Human medicinal product

Study type

Non-interventional study

Scope of the study

Safety study (incl. comparative)

Data collection methods

Secondary use of data
Non-interventional study

Non-interventional study design

Other

Non-interventional study design, other

Sequential trial design (combining multiple, partially overlapping, cohorts)
Study drug and medical condition

Study drug International non-proprietary name (INN) or common name

LEVETIRACETAM
VALPROIC ACID

Anatomical Therapeutic Chemical (ATC) code

(N03AG01) valproic acid
valproic acid
(N03AX14) levetiracetam
levetiracetam

Medical condition to be studied

Epilepsy

Additional medical condition(s)

Focus is on general epilepsy
Population studied

Short description of the study population

Study population includes males exposed to Valproate or Levetiracetam diagnosed with generalized epilepsy, with ages between 18 and 50, fertile, and no contraindications for any of the two drugs, during January 2010 and March 2016 in the region of Valencia, Spain, as captured in the Valencia Health System Integrated Database.
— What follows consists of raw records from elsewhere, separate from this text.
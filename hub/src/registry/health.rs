//! Health Monitor
//!
//! Periodically probes executors whose last activity is older than their
//! health check interval. A healthy probe sets `busy` when the reported load
//! is above the threshold and `active` otherwise; an unhealthy probe (including
//! a probe error or timeout) sets `error`. Registrations are never removed by
//! a failed probe, and `last_activity` is stamped after every probe so failing
//! executors are re-probed at a steady cadence.

use std::sync::Arc;

use async_trait::async_trait;
use chrono::{DateTime, Utc};
use futures::future::join_all;
use serde::{Deserialize, Serialize};
use tracing::{debug, info, warn};

use crate::config::HealthConfig;
use crate::error::{HubError, Result};
use crate::executor::{ExecutorDescriptor, ExecutorId, ExecutorStatus};
use crate::schedule::{spawn_periodic, ScheduleHandle};

use super::ExecutorRegistry;

/// Liveness check for one executor
#[async_trait]
pub trait HealthProbe: Send + Sync {
    /// `Ok(true)` when the executor is healthy
    async fn probe(&self, descriptor: &ExecutorDescriptor) -> anyhow::Result<bool>;
}

/// Probe that reports every executor healthy
#[derive(Debug, Clone, Copy, Default)]
pub struct AlwaysHealthy;

#[async_trait]
impl HealthProbe for AlwaysHealthy {
    async fn probe(&self, _descriptor: &ExecutorDescriptor) -> anyhow::Result<bool> {
        Ok(true)
    }
}

/// Outcome of one health tick
#[derive(Debug, Clone, Default, PartialEq, Serialize, Deserialize)]
pub struct HealthReport {
    pub healthy: Vec<ExecutorId>,
    pub unhealthy: Vec<ExecutorId>,
}

impl HealthReport {
    pub fn probed(&self) -> usize {
        self.healthy.len() + self.unhealthy.len()
    }
}

impl ExecutorRegistry {
    /// Registrations eligible for a probe at `now`
    pub async fn due_for_health_check(&self, now: DateTime<Utc>) -> Vec<ExecutorDescriptor> {
        let mut due: Vec<_> = self
            .registrations()
            .read()
            .await
            .values()
            .filter(|r| r.status.is_probed() && r.is_health_check_due(now))
            .map(|r| (r.registration_order(), r.descriptor.clone()))
            .collect();

        due.sort_by_key(|(order, _)| *order);
        due.into_iter().map(|(_, descriptor)| descriptor).collect()
    }

    /// Apply a probe outcome and stamp `last_activity`
    ///
    /// Registrations moved to `inactive` or `maintenance` while the probe ran
    /// keep their status.
    pub async fn apply_probe_result(
        &self,
        id: &ExecutorId,
        healthy: bool,
        probed_at: DateTime<Utc>,
    ) -> Result<ExecutorStatus> {
        let threshold = self.config().max_load_threshold;
        let mut registrations = self.registrations().write().await;
        let registration = registrations
            .get_mut(id)
            .ok_or_else(|| HubError::NotFound(format!("executor {}", id)))?;

        registration.last_activity = probed_at;

        if registration.status.is_probed() {
            let next = match (healthy, registration.current_load > threshold) {
                (false, _) => ExecutorStatus::Error,
                (true, true) => ExecutorStatus::Busy,
                (true, false) => ExecutorStatus::Active,
            };

            if next != registration.status {
                if next == ExecutorStatus::Error {
                    warn!("Executor {} failed health check", id);
                } else if registration.status == ExecutorStatus::Error {
                    info!("Executor {} recovered ({})", id, next);
                }
                registration.status = next;
            }
        }

        Ok(registration.status)
    }
}

/// Periodic health checker for the registration table
pub struct HealthMonitor {
    registry: Arc<ExecutorRegistry>,
    probe: Arc<dyn HealthProbe>,
    config: HealthConfig,
}

impl HealthMonitor {
    pub fn new(registry: Arc<ExecutorRegistry>, probe: Arc<dyn HealthProbe>, config: HealthConfig) -> Self {
        Self {
            registry,
            probe,
            config,
        }
    }

    /// Run one health tick now
    pub async fn run_once(&self) -> HealthReport {
        self.run_once_at(Utc::now()).await
    }

    /// Run one health tick as if the clock read `now`
    ///
    /// Due executors are probed concurrently; results are applied one by one.
    pub async fn run_once_at(&self, now: DateTime<Utc>) -> HealthReport {
        let due = self.registry.due_for_health_check(now).await;
        if due.is_empty() {
            return HealthReport::default();
        }

        debug!("Running health check on {} executors", due.len());

        let outcomes = join_all(due.iter().map(|descriptor| self.probe_one(descriptor))).await;

        let mut report = HealthReport::default();
        for (descriptor, healthy) in due.into_iter().zip(outcomes) {
            match self.registry.apply_probe_result(&descriptor.id, healthy, now).await {
                Ok(_) if healthy => report.healthy.push(descriptor.id),
                Ok(_) => report.unhealthy.push(descriptor.id),
                // unregistered while the probe ran
                Err(_) => debug!("Executor {} vanished during health check", descriptor.id),
            }
        }

        report
    }

    /// Probe in its own task so a panicking probe only fails its executor
    async fn probe_one(&self, descriptor: &ExecutorDescriptor) -> bool {
        let probe = self.probe.clone();
        let target = descriptor.clone();
        let mut handle = tokio::spawn(async move { probe.probe(&target).await });

        match tokio::time::timeout(self.config.probe_timeout, &mut handle).await {
            Ok(Ok(Ok(healthy))) => healthy,
            Ok(Ok(Err(e))) => {
                warn!("Health probe for {} failed: {}", descriptor.id, e);
                false
            }
            Ok(Err(e)) => {
                warn!("Health probe for {} panicked: {}", descriptor.id, e);
                false
            }
            Err(_) => {
                handle.abort();
                warn!(
                    "Health probe for {} timed out after {:?}",
                    descriptor.id, self.config.probe_timeout
                );
                false
            }
        }
    }

    /// Start the periodic loop
    pub fn spawn(self: Arc<Self>) -> ScheduleHandle {
        let tick = self.config.tick_interval;
        info!("Starting health monitor (tick {:?})", tick);

        spawn_periodic("health-monitor", tick, false, move || {
            let monitor = self.clone();
            async move {
                let report = monitor.run_once().await;
                if report.probed() > 0 {
                    debug!(
                        "Health tick: {} healthy, {} unhealthy",
                        report.healthy.len(),
                        report.unhealthy.len()
                    );
                }
            }
        })
    }
}

#[cfg(test)]
mod tests {
    use super::*;
    use crate::config::{MetricsConfig, RegistryConfig};
    use std::collections::HashSet;
    use std::sync::Mutex;
    use std::time::Duration;

    /// Probe with a configurable set of failing executors
    #[derive(Default)]
    struct ScriptedProbe {
        failing: Mutex<HashSet<String>>,
        calls: Mutex<Vec<String>>,
    }

    impl ScriptedProbe {
        fn fail(&self, id: &str) {
            self.failing.lock().unwrap().insert(id.to_string());
        }

        fn heal(&self, id: &str) {
            self.failing.lock().unwrap().remove(id);
        }

        fn calls(&self) -> Vec<String> {
            self.calls.lock().unwrap().clone()
        }
    }

    #[async_trait]
    impl HealthProbe for ScriptedProbe {
        async fn probe(&self, descriptor: &ExecutorDescriptor) -> anyhow::Result<bool> {
            self.calls.lock().unwrap().push(descriptor.id.to_string());
            if descriptor.id.as_str() == "broken" {
                anyhow::bail!("connection refused");
            }
            Ok(!self.failing.lock().unwrap().contains(descriptor.id.as_str()))
        }
    }

    struct HangingProbe;

    #[async_trait]
    impl HealthProbe for HangingProbe {
        async fn probe(&self, _descriptor: &ExecutorDescriptor) -> anyhow::Result<bool> {
            tokio::time::sleep(Duration::from_secs(3600)).await;
            Ok(true)
        }
    }

    struct PanickingCheck;

    #[async_trait]
    impl HealthProbe for PanickingCheck {
        async fn probe(&self, descriptor: &ExecutorDescriptor) -> anyhow::Result<bool> {
            if descriptor.id.as_str() == "E1" {
                panic!("health endpoint returned garbage");
            }
            Ok(true)
        }
    }

    async fn setup(ids: &[&str]) -> (Arc<ExecutorRegistry>, Arc<ScriptedProbe>, HealthMonitor) {
        let registry = Arc::new(ExecutorRegistry::default());
        for id in ids {
            registry
                .register(ExecutorDescriptor::new(*id, "worker", "BackendDev"))
                .await;
        }
        let probe = Arc::new(ScriptedProbe::default());
        let monitor = HealthMonitor::new(registry.clone(), probe.clone(), HealthConfig::default());
        (registry, probe, monitor)
    }

    fn later(seconds: i64) -> DateTime<Utc> {
        Utc::now() + chrono::Duration::seconds(seconds)
    }

    #[tokio::test]
    async fn test_fresh_registrations_are_not_probed() {
        let (_registry, probe, monitor) = setup(&["E1"]).await;

        let report = monitor.run_once_at(Utc::now()).await;

        assert_eq!(report.probed(), 0);
        assert!(probe.calls().is_empty());
    }

    #[tokio::test]
    async fn test_failure_quarantines_and_recovery_restores() {
        let (registry, probe, monitor) = setup(&["E1", "E2"]).await;
        let e1 = ExecutorId::from_string("E1");
        probe.fail("E1");

        let now = later(31);
        let report = monitor.run_once_at(now).await;
        assert_eq!(report.unhealthy, vec![e1.clone()]);
        assert_eq!(report.healthy, vec![ExecutorId::from_string("E2")]);

        let registration = registry.get(&e1).await.unwrap();
        assert_eq!(registration.status, ExecutorStatus::Error);
        assert_eq!(registration.last_activity, now);

        // not due again until another interval has passed
        assert_eq!(monitor.run_once_at(later(40)).await.probed(), 0);

        probe.heal("E1");
        monitor.run_once_at(later(62)).await;
        assert_eq!(registry.get(&e1).await.unwrap().status, ExecutorStatus::Active);
    }

    #[tokio::test]
    async fn test_healthy_probe_with_high_load_sets_busy() {
        let (registry, _probe, monitor) = setup(&["E1"]).await;
        let id = ExecutorId::from_string("E1");
        registry.report_load(&id, 90.0).await.unwrap();
        registry.update_status(&id, ExecutorStatus::Error).await.unwrap();

        monitor.run_once_at(later(31)).await;

        assert_eq!(registry.get(&id).await.unwrap().status, ExecutorStatus::Busy);
    }

    #[tokio::test]
    async fn test_probe_error_counts_as_unhealthy() {
        let (registry, _probe, monitor) = setup(&["broken"]).await;

        let report = monitor.run_once_at(later(31)).await;

        assert_eq!(report.unhealthy.len(), 1);
        let registration = registry.get(&ExecutorId::from_string("broken")).await.unwrap();
        assert_eq!(registration.status, ExecutorStatus::Error);
    }

    #[tokio::test]
    async fn test_probe_timeout_counts_as_unhealthy() {
        let registry = Arc::new(ExecutorRegistry::default());
        registry
            .register(ExecutorDescriptor::new("slow", "worker", "BackendDev"))
            .await;
        let config = HealthConfig {
            probe_timeout: Duration::from_millis(20),
            ..HealthConfig::default()
        };
        let monitor = HealthMonitor::new(registry.clone(), Arc::new(HangingProbe), config);

        let report = monitor.run_once_at(later(31)).await;

        assert_eq!(report.unhealthy, vec![ExecutorId::from_string("slow")]);
    }

    #[tokio::test]
    async fn test_explicit_states_are_not_probed() {
        let (registry, probe, monitor) = setup(&["E1", "E2"]).await;
        registry
            .update_status(&ExecutorId::from_string("E1"), ExecutorStatus::Maintenance)
            .await
            .unwrap();
        registry
            .update_status(&ExecutorId::from_string("E2"), ExecutorStatus::Inactive)
            .await
            .unwrap();

        let report = monitor.run_once_at(later(31)).await;

        assert_eq!(report.probed(), 0);
        assert!(probe.calls().is_empty());
    }

    #[tokio::test]
    async fn test_spawned_monitor_stops_on_shutdown() {
        let (_registry, _probe, monitor) = setup(&["E1"]).await;
        let handle = Arc::new(monitor).spawn();

        assert!(handle.is_running());
        handle.shutdown().await;
    }

    #[tokio::test]
    async fn test_panicking_check_marks_only_that_executor() {
        let registry = Arc::new(ExecutorRegistry::default());
        for id in ["E1", "E2"] {
            registry
                .register(ExecutorDescriptor::new(id, "worker", "BackendDev"))
                .await;
        }
        let monitor = HealthMonitor::new(registry.clone(), Arc::new(PanickingCheck), HealthConfig::default());

        let report = monitor.run_once_at(later(31)).await;

        assert_eq!(report.unhealthy, vec![ExecutorId::from_string("E1")]);
        assert_eq!(report.healthy, vec![ExecutorId::from_string("E2")]);
        let e1 = registry.get(&ExecutorId::from_string("E1")).await.unwrap();
        assert_eq!(e1.status, ExecutorStatus::Error);
    }

    #[tokio::test]
    async fn test_spawned_monitor_survives_panicking_check() {
        let registry_config = RegistryConfig {
            default_health_check_interval: Duration::from_millis(1),
            ..RegistryConfig::default()
        };
        let registry = Arc::new(ExecutorRegistry::new(registry_config, MetricsConfig::default()));
        registry
            .register(ExecutorDescriptor::new("E1", "worker", "BackendDev"))
            .await;
        let config = HealthConfig {
            tick_interval: Duration::from_millis(10),
            ..HealthConfig::default()
        };
        let handle = Arc::new(HealthMonitor::new(registry.clone(), Arc::new(PanickingCheck), config)).spawn();

        tokio::time::sleep(Duration::from_millis(100)).await;

        assert!(handle.is_running());
        let e1 = registry.get(&ExecutorId::from_string("E1")).await.unwrap();
        assert_eq!(e1.status, ExecutorStatus::Error);
        handle.shutdown().await;
    }
}
//! Connection management, migrations and the single-writer actor.

use log::{error, info};
use std::fs;
use std::path::Path;
use std::sync::Arc;
use std::time::Duration;

use diesel::connection::{Connection, SimpleConnection};
use diesel::r2d2::{self, ConnectionManager, Pool, PooledConnection};
use diesel::sqlite::SqliteConnection;
use diesel_migrations::{embed_migrations, EmbeddedMigrations, MigrationHarness};

use crate::errors::StorageError;
use promocode_core::errors::{DatabaseError, Error, Result};

const MIGRATIONS: EmbeddedMigrations = embed_migrations!();

pub type DbPool = r2d2::Pool<ConnectionManager<SqliteConnection>>;
pub type DbConnection = PooledConnection<ConnectionManager<SqliteConnection>>;

pub mod write_actor;
pub use write_actor::{spawn_writer, WriteHandle};

/// Prepares the database file at `db_path` and returns the path in use.
///
/// Creates the parent directory when missing and switches the file to WAL
/// mode so readers do not block the writer.
pub fn init(db_path: &str) -> Result<String> {
    if let Some(db_dir) = Path::new(db_path).parent() {
        if !db_dir.as_os_str().is_empty() && !db_dir.exists() {
            fs::create_dir_all(db_dir).map_err(StorageError::from)?;
        }
    }

    let mut conn = SqliteConnection::establish(db_path).map_err(StorageError::from)?;
    conn.batch_execute(
        "
            PRAGMA journal_mode = WAL;
            PRAGMA foreign_keys = ON;
            PRAGMA busy_timeout = 30000;
            PRAGMA synchronous  = NORMAL;
        ",
    )
    .map_err(StorageError::from)?;

    Ok(db_path.to_string())
}

pub fn create_pool(db_path: &str) -> Result<Arc<DbPool>> {
    let manager = ConnectionManager::<SqliteConnection>::new(db_path);
    let pool = r2d2::Pool::builder()
        .max_size(8)
        .min_idle(Some(1))
        .connection_timeout(Duration::from_secs(30))
        .connection_customizer(Box::new(ConnectionCustomizer {}))
        .build(manager)
        .map_err(|e| Error::Database(DatabaseError::PoolCreationFailed(e.to_string())))?;
    Ok(Arc::new(pool))
}

pub fn run_migrations(pool: &DbPool) -> Result<()> {
    info!("Running database migrations");
    let mut connection = get_connection(pool)?;

    let result = connection.run_pending_migrations(MIGRATIONS).map_err(|e| {
        error!("Database migration failed: {}", e);
        Error::Database(DatabaseError::MigrationFailed(e.to_string()))
    })?;

    if result.is_empty() {
        info!("No pending migrations to apply.");
    } else {
        info!("Applied the following migrations:");
        for migration_version in &result {
            info!("  - {}", migration_version);
        }
    }

    Ok(())
}

pub fn get_connection(pool: &Pool<ConnectionManager<SqliteConnection>>) -> Result<DbConnection> {
    pool.get().map_err(|e| StorageError::from(e).into())
}

#[derive(Debug)]
struct ConnectionCustomizer;

impl r2d2::CustomizeConnection<SqliteConnection, r2d2::Error> for ConnectionCustomizer {
    fn on_acquire(&self, conn: &mut SqliteConnection) -> std::result::Result<(), r2d2::Error> {
        conn.batch_execute(
            "
            PRAGMA foreign_keys = ON;
            PRAGMA busy_timeout = 30000;
            PRAGMA synchronous = NORMAL;
        ",
        )
        .map_err(r2d2::Error::QueryError)?;

        Ok(())
    }
}
use crate::errors::Result;
use crate::partners::partners_model::{
    LimitChange, NewPartner, Partner, PartnerPromoCodeLimit, SetPartnerLimitRequest,
};
use async_trait::async_trait;

/// Trait for partner repository operations
#[async_trait]
pub trait PartnerRepositoryTrait: Send + Sync {
    fn get_partners(&self) -> Result<Vec<Partner>>;
    /// Loads a partner with its limits in creation order. `None` when absent.
    fn get_by_id(&self, partner_id: &str) -> Result<Option<Partner>>;
    async fn add(&self, new_partner: NewPartner) -> Result<Partner>;
    /// Applies every effect of `change` in a single transaction and returns
    /// the partner as stored afterwards.
    async fn update(&self, change: LimitChange) -> Result<Partner>;
}

/// Trait for partner service operations
#[async_trait]
pub trait PartnerServiceTrait: Send + Sync {
    fn get_partners(&self) -> Result<Vec<Partner>>;
    fn get_partner(&self, partner_id: &str) -> Result<Partner>;
    fn get_partner_limit(&self, partner_id: &str, limit_id: &str)
        -> Result<PartnerPromoCodeLimit>;
    async fn create_partner(&self, new_partner: NewPartner) -> Result<Partner>;
    /// Installs a new limit and returns it as persisted.
    async fn set_partner_limit(
        &self,
        partner_id: &str,
        request: SetPartnerLimitRequest,
    ) -> Result<PartnerPromoCodeLimit>;
    /// Cancels the active limit, returning it, or `None` if nothing was active.
    async fn cancel_partner_limit(&self, partner_id: &str)
        -> Result<Option<PartnerPromoCodeLimit>>;
}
It also includes their offspring and the mothers of their offspring (when a linkage between the three subjects is possible).

Age groups

  • Adults (18 to < 65 years)
    • Adults (18 to < 46 years)
    • Adults (46 to < 65 years)

Special population of interest

Other

Special population of interest, other

Males diagnosed with generalized epilepsy and their offspring
Study design details

Main study objective

To estimate the cumulative incidence of death, major congenital malformations, autism and ADHD in offspring born alive to fathers diagnosed with generalised epilepsy exposed to valproate compared to levetiracetam

Setting

The study attempts to emulate a hypothetical target trial using routinely collected electronic health records in the region of Valencia, Spain, as recorded in the Valencia Health System Integrated Database in the periods 2010 to 2024. It uses primary care records, outpatient hospital records, pharmacy prescription and dispensing records, congenital anomaly registry records.

Comparators

In the study population that satisfies the inclusion and exclusion criteria, the comparators are 1) males exposed to Valproate, in any dose, formulation or regimen vs 2) males exposed to Levetiracetam, in any dose, formulation or regime. For both arms, concurrent use of any other antiseizure medication is not allowed. Because patients with generalized epilepsy are unlikely to go untreated, an active comparator allow us to reduce confounding by indication.

Outcomes

The primary endpoint is cumulative incidence by 8 years of age of a composite outcome of ADHD diagnosis, autism diagnosis, offspring death and offspring's congenital malformation. ADHD diagnosis and autism diagnosis were the initial endpoints of interest. However, offspring death and offspring's congenital malformation are part of the outcome because they are intercurrent events dealt with the composite strategy.

Data analysis plan

The overall analysis tries to mimic the analysis reported in a hypothetical trial protocol, while dealing with electronic health records complications such as confounding.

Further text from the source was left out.